The Pixel 6 series will be the first to debut Google's in-house silicon codenamed Whitechapel
Last year, we heard about Google working on its first-ever in-house ARM chipset codenamed 'GS101' Whitechapel, where the GS probably stands for Google Silicon. Samsung was allegedly developing the 5nm SoC, that would run two Cortex-A78, two Cortex-A76 and four Cortex-A55 cores, along with an unnamed twenty-core GPU. 9to5Google has now received word that the Google Pixel 6 series will run the mystery SoC.
The report also states that there will be two Google Pixel 6 variants this time around codenamed 'Raven' and 'Oriole'. Both devices are slated to be launched together sometime this fall. All of these devices are part of a larger platform called 'Slider'. Chromebooks powered by Whitechapel silicon are a possibility, although we don't know anything about them just yet. The success of Apple's M1 chip seems to have driven Samsung to develop its first-ever laptop-grade chipset too, so it only stands to reason that Google does the same.

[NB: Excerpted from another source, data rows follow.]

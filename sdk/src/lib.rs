//! Embeddable detection engine: submit raw platform events, run the
//! periodic analysis, and read narratives, bots and communities back.

pub mod engine;
pub mod error;
pub mod runtime;

pub use engine::{
    AnalysisReport, DrainReport, Engine, EngineBuilder, IngestReport, ReplayReport,
};
pub use error::EngineError;
pub use runtime::EngineHandle;
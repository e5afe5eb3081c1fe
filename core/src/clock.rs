use chrono::{DateTime, Duration, Utc};
use std::sync::{PoisonError, RwLock};

/// Time source injected into every component that reasons about windows.
pub trait Clock: Send + Sync {
    fn now(&self) -> DateTime<Utc>;
}

#[derive(Debug, Default, Clone, Copy)]
pub struct SystemClock;

impl Clock for SystemClock {
    fn now(&self) -> DateTime<Utc> {
        Utc::now()
    }
}

/// Clock driven by the caller; used for replays and tests.
#[derive(Debug)]
pub struct ManualClock {
    now: RwLock<DateTime<Utc>>,
}

impl ManualClock {
    pub fn new(start: DateTime<Utc>) -> Self {
        Self {
            now: RwLock::new(start),
        }
    }

    pub fn set(&self, now: DateTime<Utc>) {
        *self.now.write().unwrap_or_else(PoisonError::into_inner) = now;
    }

    pub fn advance(&self, by: Duration) {
        let mut now = self.now.write().unwrap_or_else(PoisonError::into_inner);
        *now += by;
    }
}

impl Clock for ManualClock {
    fn now(&self) -> DateTime<Utc> {
        *self.now.read().unwrap_or_else(PoisonError::into_inner)
    }
}
use chrono::{DateTime, Duration, Utc};
use rkyv::{Archive, Deserialize, Serialize};
use sentinel_core::audit::{AuditEvent, AuditOperation, AuditOutcome, AuditSink};
use sentinel_core::config::ClusteringConfig;
use sentinel_core::error::{ErrorKind, SentinelError};
use sentinel_core::model::{NarrativeId, Post, PostId};
use std::collections::{BTreeMap, BTreeSet, HashMap, VecDeque};
use std::sync::Arc;
use storage::index::{IndexError, SimilarityIndex};
use storage::narratives::NarrativeStore;
use storage::repo::StoreError;
use storage::snapshot::{CheckpointError, CheckpointStore};
use thiserror::Error;
use tokio_util::sync::CancellationToken;
use tracing::{debug, info, warn};

const CHECKPOINT_NAME: &str = "recluster";

#[derive(Debug, Error)]
pub enum ClusterError {
    #[error("post {0} has no embedding")]
    MissingEmbedding(PostId),
    #[error("recluster cancelled after {completed} of {total} posts")]
    Cancelled { completed: usize, total: usize },
    #[error("narrative store error: {0}")]
    Store(#[from] StoreError),
    #[error("similarity index error: {0}")]
    Index(#[from] IndexError),
    #[error("checkpoint error: {0}")]
    Checkpoint(#[from] CheckpointError),
}

impl SentinelError for ClusterError {
    fn error_kind(&self) -> ErrorKind {
        match self {
            ClusterError::MissingEmbedding(_) => ErrorKind::InvalidArgument,
            ClusterError::Cancelled { .. } => ErrorKind::Internal,
            ClusterError::Store(e) => e.error_kind(),
            ClusterError::Index(e) => e.error_kind(),
            ClusterError::Checkpoint(e) => e.error_kind(),
        }
    }
}

#[derive(Debug, Clone, PartialEq)]
pub enum Assignment {
    Joined { narrative_id: NarrativeId, similarity: f32 },
    Opened { narrative_id: NarrativeId },
    /// Another writer placed the post first.
    AlreadyAssigned { narrative_id: NarrativeId },
}

impl Assignment {
    pub fn narrative_id(&self) -> &str {
        match self {
            Assignment::Joined { narrative_id, .. }
            | Assignment::Opened { narrative_id }
            | Assignment::AlreadyAssigned { narrative_id } => narrative_id,
        }
    }
}

/// Neighbourhoods of posts `start..start + neighbourhoods.len()` of one
/// window, saved as its own checkpoint file. Only valid for the window whose
/// fingerprint it carries.
#[derive(Debug, Clone, PartialEq, Eq, Archive, Serialize, Deserialize)]
#[archive(check_bytes)]
pub struct ReclusterBatch {
    pub window: u32,
    pub posts: u32,
    pub start: u32,
    pub neighbourhoods: Vec<Vec<u32>>,
}

/// CRC-32 over the ordered post ids of a recluster window.
pub fn window_fingerprint(post_ids: &[String]) -> u32 {
    let mut hasher = crc32fast::Hasher::new();
    for id in post_ids {
        hasher.update(id.as_bytes());
        hasher.update(&[0]);
    }
    hasher.finalize()
}

#[derive(Debug, Clone, Default, PartialEq)]
pub struct ReclusterReport {
    pub posts: usize,
    pub clusters: usize,
    pub noise: usize,
    pub moved: usize,
    pub joined: usize,
    pub opened: usize,
    pub resumed_from: Option<usize>,
}

/// Incremental centroid assignment plus a periodic density recluster that
/// merges and splits narratives. The latest assignment wins; every move
/// made by a recluster is audited.
pub struct NarrativeClusterer {
    store: Arc<NarrativeStore>,
    index: Arc<SimilarityIndex>,
    config: ClusteringConfig,
    audit_sink: Option<Arc<dyn AuditSink>>,
}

Google's foray into the custom SoC field should be interesting, to say the least. It will allow for higher Apple-esque control over its ecosystem and some micro-optimizations that were impossible on Qualcomm silicon. Whitechapel's core configuration makes it abundantly clear that it cannot trade blows with the Snapdragon 888 or Exynos 2100, once again relegating the Pixel 6 and Pixel 6 XL (tentative) to the mid-range category.We're probably looking at an Exynos 1080 level of performance, at best.